Black & White 2 Performance

The AnandTech benchmark for Black & White 2 is a FRAPS benchmark. Between the very first tutorial land and the second land there is a pretty well rounded cut scene rendered in-game. This benchmark is indicative of real world performance in Black & White 2. We are able to see many of the commonly rendered objects in action. The most stressful part of the benchmark is a scene where hundreds of soldiers come running over a hill, which really pounds the geometry capabilities of these cards. At launch, ATI cards were severely outmatched when it came to B&W2 performance because of this scene, but two patches applied to the game and quite a few Catalyst revisions later give ATI cards a much needed boost in performance over what we first saw.

A desirable average framerate for Black & White 2 is anything over 20 fps. The game does remain playable down to the 17-19 fps range, but we usually start seeing the occasional annoying hiccup during gameplay here. While this isn't always a problem as far as getting things done and playing the game, any jerkiness in frame rate degrades the overall experience.

We did test with all the options on the highest quality settings under the custom menu. Antialiasing has quite a high performance hit in this game, and is generally not worth it at high resolutions unless the game is running on a super powerhouse of a graphics card. If you're the kind of person who just must have AA enabled, you'll have to settle for a little bit lower resolution than we tend to like on reasonably priced graphics cards. Black & White 2 is almost not worth playing at low resolutions without AA, depth of field, or bloom enabled. At that point, we tend to get image quality that resembles the original Black & White. While various people believe that the original was a better game, no one doubts the superiority of B&W2's amazing graphics.  

Black & White 2

As with Battlefield 2, we see performance on par with the 7900 GT. In this case, the X1950 Pro actually equals the performance of the X1900 XT 256MB. It seems like either geometry or memory (or both) are the major factors in performance here. Again, CrossFire offers a good boost over single card performance exceeding the high end single card solutions from both manufacturers, but 7900 GS SLI still comes back from behind in the singe card race to beat CrossFire.

 

Battlefield 2 Performance The Elder Scrolls IV: Oblivion Performance
Comments Locked

45 Comments

View All Comments

  • Spoelie - Tuesday, October 17, 2006 - link

    It might be a good idea to use omega's drivers, they do not include catalyst control center but instead use ati tray tools OR the old control panel slightly updated. The only downside to this is that omega's are sometimes one or two releases behind the official ones.

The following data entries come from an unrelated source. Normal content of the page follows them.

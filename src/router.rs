use std::ops::ControlFlow;
use std::sync::Arc;

use async_trait::async_trait;
use futures::StreamExt;
use tracing::{debug, info, warn};

use crate::error::{Result, TutorError};
use crate::llm::{AnswerGenerator, Fragment};
use crate::video::{VideoResult, VideoSearch};

/// What a query is asking for.
#[derive(Debug, Clone, Copy, PartialEq, Eq)]
pub enum Intent {
    Video,
    Explanation,
}

/// Decides a query's intent.
pub type Classifier = fn(&str) -> Intent;

/// Any mention of "video", in any case and anywhere in the query, asks for videos.
pub fn keyword_classifier(query: &str) -> Intent {
    if query.to_lowercase().contains("video") {
        Intent::Video
    } else {
        Intent::Explanation
    }
}

/// Prompt sent to the generator for an explanation request.
pub fn build_prompt(excerpt: &str, query: &str) -> String {
    if excerpt.is_empty() {
        format!("Explain this computer science concept clearly: {}", query)
    } else {
        format!("{}\n\nQuestion: {}", excerpt, query)
    }
}

/// Where routed output is shown.
///
/// `render_answer` replaces the displayed answer with the full text so far.
/// Returning `ControlFlow::Break` stops generation.
#[async_trait]
pub trait RenderSurface: Send {
    async fn render_videos(&mut self, videos: &[VideoResult]) -> Result<()>;

    async fn render_answer(&mut self, answer: &str) -> Result<ControlFlow<()>>;

    /// Called once after the last `render_answer`. `completed` is false when
    /// the surface stopped generation early.
    async fn finish_answer(&mut self, answer: &str, completed: bool) -> Result<()>;

    /// Called instead of `finish_answer` when generation fails after it
    /// started. `answer` is everything received before the failure and must
    /// stay visible.
    async fn fail_answer(&mut self, answer: &str, err: &TutorError) -> Result<()>;
}

#[derive(Debug, Clone, PartialEq, Eq)]
pub enum Outcome {
    Videos(Vec<VideoResult>),
    Answer { text: String, completed: bool },
}

pub struct QueryRouter {
    videos: Arc<dyn VideoSearch>,
    generator: Arc<dyn AnswerGenerator>,
    classify: Classifier,
}

impl QueryRouter {
    pub fn new(videos: Arc<dyn VideoSearch>, generator: Arc<dyn AnswerGenerator>) -> Self {
        Self {
            videos,
            generator,
            classify: keyword_classifier,
        }
    }

    pub fn with_classifier(mut self, classify: Classifier) -> Self {
        self.classify = classify;
        self
    }

    pub fn classify(&self, query: &str) -> Intent {
        (self.classify)(query)
    }

    /// Handle one query from start to finish. Nothing is carried over to the next call.
    pub async fn route(
        &self,
        query: &str,
        excerpt: &str,
        surface: &mut dyn RenderSurface,
    ) -> Result<Outcome> {
        let intent = self.classify(query);
        info!(?intent, query, has_context = !excerpt.is_empty(), "Routing query");

        match intent {
            Intent::Video => {
                let videos = self.videos.search(query).await?;
                surface.render_videos(&videos).await?;
                Ok(Outcome::Videos(videos))
            }
            Intent::Explanation => self.explain(&build_prompt(excerpt, query), surface).await,
        }
    }

    async fn explain(&self, prompt: &str, surface: &mut dyn RenderSurface) -> Result<Outcome> {
        let mut fragments = self.generator.generate(prompt).await?;
        let mut answer = String::new();
        let mut completed = false;
        let mut count = 0usize;

        while let Some(fragment) = fragments.next().await {
            let fragment = match fragment {
                Ok(fragment) => fragment,
                Err(e) => {
                    drop(fragments);
                    warn!(fragments = count, len = answer.len(), error = %e, "Answer interrupted");
                    if let Err(render_err) = surface.fail_answer(&answer, &e).await {
                        warn!(error = %render_err, "Could not show partial answer");
                    }
                    return Err(e);
                }
            };
            match fragment {
                Fragment::Text(text) => {
                    count += 1;
                    answer.push_str(&text);
                    if surface.render_answer(&answer).await?.is_break() {
                        info!(fragments = count, "Answer stopped by surface");
                        break;
                    }
                }
                Fragment::End => {
                    completed = true;
                    break;
                }
            }
        }
        // Dropping the stream closes the upstream response.
        drop(fragments);

        debug!(fragments = count, len = answer.len(), completed, "Answer assembled");
        surface.finish_answer(&answer, completed).await?;
        Ok(Outcome::Answer {
            text: answer,
            completed,
        })
    }
}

    if you're not comfortable with omega's drivers (even though they're rock solid :)) you can always download just the driver from ati and install ati tray tools seperatly. it includes every option you need to change driver settings etc but is a sleek minimalist fast 1mb tool :)
  • JarredWalton - Tuesday, October 17, 2006 - link

    Unfortunately, CCC is required to enable CrossFire. I don't know if Omega gets around this requirement somehow, but the standard ATI control panel drivers do not have the CrossFire checkbox anywhere.
  • Aikouka - Tuesday, October 17, 2006 - link

    The awkward drivers is actually the main reason I steer clear of ATi still. Also, I get a bit annoyed at the company as they only seem to care about their graphics sector and ignore all of their other products. My ATi TV Wonder Pro Remote Control Edition had so many problems over the years that it was barely worth owning. The Remote Control software just crashes randomly still.

    Although, I have yet to try the newest version of the software, because I removed the card from my system and it won't let you install the main software without it.

    So... with my experience, it leaves me a bit wary.

    But I do also have to admit how much I also don't like the newer nVidia control panel, but at least I can go back to the original one with one mouse click :).
  • DerekWilson - Tuesday, October 17, 2006 - link

    Right on.
  • Zaitsev - Tuesday, October 17, 2006 - link

    Typo on page 2, third paragraph.

    "It is hard enough for us to sort things out when parts hit the selves at different speeds..."
  • RamarC - Tuesday, October 17, 2006 - link

    suggestion: replace Q4 and B&W2 with Prey and Company of Heroes
  • DerekWilson - Tuesday, October 17, 2006 - link

    We are planning on doing exactly that starting in early November.
  • spe1491 - Tuesday, October 17, 2006 - link

    Possible typo?

    -
    quote:

    All in all, the X1950 Pro is the performance leader at the $200 mark. We hardily recommend it...
  • Basilisk - Tuesday, October 17, 2006 - link

    Further clue: try "heartily"; "hardily" means "ruggedly", etc..
  • Spoelie - Tuesday, October 17, 2006 - link

    After browsing through some other reviews, all which seem to use the Catalyst 6.9 drivers, it occured to me that they all have significantly lower performance for the ATi camp then what anandtech is reporting.

    Most reviews place 7900gs performance well above that of the x1950pro in quake 4. Can anyone explain to me why that is, and the supposed opengl/doom3 optimisations are only being seen by AT and not by sites such as bit-tech, hardocp, the tech report, firing squad, etc. ??